Die Reihe von so­zia­lis­ti­schen In­itia­ti­ven der letz­ten Jahre (u.a. «1:12», Bon­zen­steu­er, Min­dest­lohn, 6 Wo­chen Fe­rien etc.) findet in der Lohn­dum­ping-I­ni­ti​a­tive eine Fortsetzung. Wie alle diese ab­ge­lehn­ten lin­ken In­itia­ti­ven ist auch die Lohn­dum­ping-Vor­lag​e extremistisch und schäd­lich für den Werkplatz.

 

Die Gewerkschaften blasen mit dieser Initiative ein heute existierendes, aber relativ kleines Problem auf und nehmen mit ihrem populistischen Vorhaben massive Folgeschäden in Kauf, die letztlich auch die Arbeitnehmer benachteiligt.

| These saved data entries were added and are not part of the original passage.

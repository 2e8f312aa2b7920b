// CLASSIFICATION: COMMUNITY
// Filename: camera.rs v0.2
// Author: Lukas Bower
// Date Modified: 2026-10-16

//! Frame sources for the capture loop.
//!
//! A [`FrameSource`] is opened once, polled with [`FrameSource::acquire`]
//! until it runs dry or the loop stops, and released exactly once through
//! [`CameraGuard`]. The V4L2 webcam source is only built with the `webcam`
//! feature; [`DirectorySource`] replays still images from disk.

use std::collections::VecDeque;
use std::fs;
use std::path::{Path, PathBuf};

use chrono::{DateTime, Utc};
use image::{DynamicImage, GrayImage};
use log::{debug, info};
use thiserror::Error;

/// Errors raised by a frame source. All of them end the capture loop.
#[derive(Debug, Error)]
pub enum CameraError {
    #[error("failed to open {device}: {source}")]
    Open {
        device: String,
        #[source]
        source: std::io::Error,
    },
    #[error("frame read failed: {0}")]
    Read(#[from] std::io::Error),
    #[error("frame decode failed: {0}")]
    Image(#[from] image::ImageError),
    #[error("camera used before open")]
    NotOpen,
    #[error("unsupported capture format: {0}")]
    Unsupported(String),
}

/// One captured image plus the time it was taken.
#[derive(Debug, Clone)]
pub struct Frame {
    pub image: DynamicImage,
    pub timestamp: DateTime<Utc>,
    /// Position of the frame in its stream, starting at zero.
    pub sequence: u64,
}

impl Frame {
    pub fn new(image: DynamicImage, timestamp: DateTime<Utc>, sequence: u64) -> Self {
        Self {
            image,
            timestamp,
            sequence,
        }
    }

    /// Greyscale copy used for code detection.
    pub fn luma(&self) -> GrayImage {
        self.image.to_luma8()
    }
}

/// A camera-like producer of frames.
pub trait FrameSource {
    /// Acquire the underlying device.
    fn open(&mut self) -> Result<(), CameraError>;

    /// Block until the next frame is available. `Ok(None)` means the
    /// stream has ended.
    fn acquire(&mut self) -> Result<Option<Frame>, CameraError>;

    /// Release the device. Calling this more than once is harmless.
    fn release(&mut self);
}

impl<T: FrameSource + ?Sized> FrameSource for Box<T> {
    fn open(&mut self) -> Result<(), CameraError> {
        (**self).open()
    }

    fn acquire(&mut self) -> Result<Option<Frame>, CameraError> {
        (**self).acquire()
    }

    fn release(&mut self) {
        (**self).release()
    }
}

/// Owns an opened source and releases it when dropped.
pub struct CameraGuard<S: FrameSource> {
    source: S,
}

impl<S: FrameSource> CameraGuard<S> {
    /// Open `source`. If opening fails the source is released before the
    /// error is returned.
    pub fn open(mut source: S) -> Result<Self, CameraError> {
        if let Err(e) = source.open() {
            source.release();
            return Err(e);
        }
        Ok(Self { source })
    }

    pub fn acquire(&mut self) -> Result<Option<Frame>, CameraError> {
        self.source.acquire()
    }
}

impl<S: FrameSource> Drop for CameraGuard<S> {
    fn drop(&mut self) {
        self.source.release();
        debug!("camera released");
    }
}

#[derive(Debug, Clone)]
enum FrameClock {
    Wall,
    Fixed {
        next: DateTime<Utc>,
        step: chrono::Duration,
    },
}

/// Replays `.jpg`, `.jpeg` and `.png` files from a directory in name order.
#[derive(Debug)]
pub struct DirectorySource {
    dir: PathBuf,
    pending: VecDeque<PathBuf>,
    clock: FrameClock,
    sequence: u64,
    opened: bool,
}

impl DirectorySource {
    /// Frames are stamped with the wall clock at the time they are read.
    pub fn new(dir: impl Into<PathBuf>) -> Self {
        Self {
            dir: dir.into(),
            pending: VecDeque::new(),
            clock: FrameClock::Wall,
            sequence: 0,
            opened: false,
        }
    }

    /// Stamp frames starting at `start`, `step` apart.
    pub fn with_fixed_clock(mut self, start: DateTime<Utc>, step: chrono::Duration) -> Self {
        self.clock = FrameClock::Fixed { next: start, step };
        self
    }

    fn is_image(path: &Path) -> bool {
        path.extension()
            .and_then(|e| e.to_str())
            .map(|e| matches!(e.to_ascii_lowercase().as_str(), "jpg" | "jpeg" | "png"))
            .unwrap_or(false)
    }

    fn stamp(&mut self) -> DateTime<Utc> {
        match &mut self.clock {
            FrameClock::Wall => Utc::now(),
            FrameClock::Fixed { next, step } => {
                let ts = *next;
                *next = ts + *step;
                ts
            }
        }
    }
}

impl FrameSource for DirectorySource {
    fn open(&mut self) -> Result<(), CameraError> {
        let entries = fs::read_dir(&self.dir).map_err(|source| CameraError::Open {
            device: self.dir.display().to_string(),
            source,
        })?;
        let mut files = Vec::new();
        for entry in entries {
            let path = entry?.path();
            if Self::is_image(&path) {
                files.push(path);
            }
        }
        files.sort();
        info!("replaying {} frames from {}", files.len(), self.dir.display());
        self.pending = files.into();
        self.opened = true;
        Ok(())
    }

    fn acquire(&mut self) -> Result<Option<Frame>, CameraError> {
        if !self.opened {
            return Err(CameraError::NotOpen);
        }
        let Some(path) = self.pending.pop_front() else {
            return Ok(None);
        };
        let image = image::open(&path)?;
        let frame = Frame::new(image, self.stamp(), self.sequence);
        self.sequence += 1;
        Ok(Some(frame))
    }

    fn release(&mut self) {
        self.pending.clear();
        self.opened = false;
    }
}

#[cfg(feature = "webcam")]
pub use self::v4l_source::V4lCamera;

#[cfg(feature = "webcam")]
mod v4l_source {
    use super::{CameraError, Frame, FrameSource};
    use chrono::Utc;
    use log::info;
    use v4l::buffer::Type;
    use v4l::io::mmap::Stream;
    use v4l::io::traits::CaptureStream;
    use v4l::prelude::*;
    use v4l::video::Capture;
    use v4l::FourCC;

    /// USB webcam read through V4L2 in MJPEG mode.
    pub struct V4lCamera {
        index: usize,
        // Declared before `device` so the stream is dropped first.
        stream: Option<Stream<'static>>,
        device: Option<Device>,
        sequence: u64,
    }

    impl V4lCamera {
        pub fn new(index: usize) -> Self {
            Self {
                index,
                stream: None,
                device: None,
                sequence: 0,
            }
        }
    }

    impl FrameSource for V4lCamera {
        fn open(&mut self) -> Result<(), CameraError> {
            let path = format!("/dev/video{}", self.index);
            let dev = Device::new(self.index).map_err(|source| CameraError::Open {
                device: path.clone(),
                source,
            })?;
            let mut fmt = dev.format()?;
            fmt.fourcc = FourCC::new(b"MJPG");
            let fmt = dev.set_format(&fmt)?;
            if fmt.fourcc != FourCC::new(b"MJPG") {
                return Err(CameraError::Unsupported(fmt.fourcc.to_string()));
            }
            let stream = Stream::with_buffers(&dev, Type::VideoCapture, 4)?;
            info!("{path} opened at {}x{}", fmt.width, fmt.height);
            self.stream = Some(stream);
            self.device = Some(dev);
            Ok(())
        }

        fn acquire(&mut self) -> Result<Option<Frame>, CameraError> {
            let stream = self.stream.as_mut().ok_or(CameraError::NotOpen)?;
            let (data, _) = stream.next()?;
            let image = image::load_from_memory(data)?;
            let frame = Frame::new(image, Utc::now(), self.sequence);
            self.sequence += 1;
            Ok(Some(frame))
        }

        fn release(&mut self) {
            if self.stream.take().is_some() {
                info!("/dev/video{} released", self.index);
            }
            self.device = None;
        }
    }
}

In den letzten Jahren wurden bereits mehrere Massnahmen getroffen gegen Lohndumping, so dass Lohndumping heute nur vereinzelt vorkommt. Die meisten Verdachtsfälle sind zudem unbegründet. Doch mit der Initiative soll gerade bei blossem Verdacht – ohne diesen prüfen zu müssen! – die Arbeiten sofort unterbrochen werden!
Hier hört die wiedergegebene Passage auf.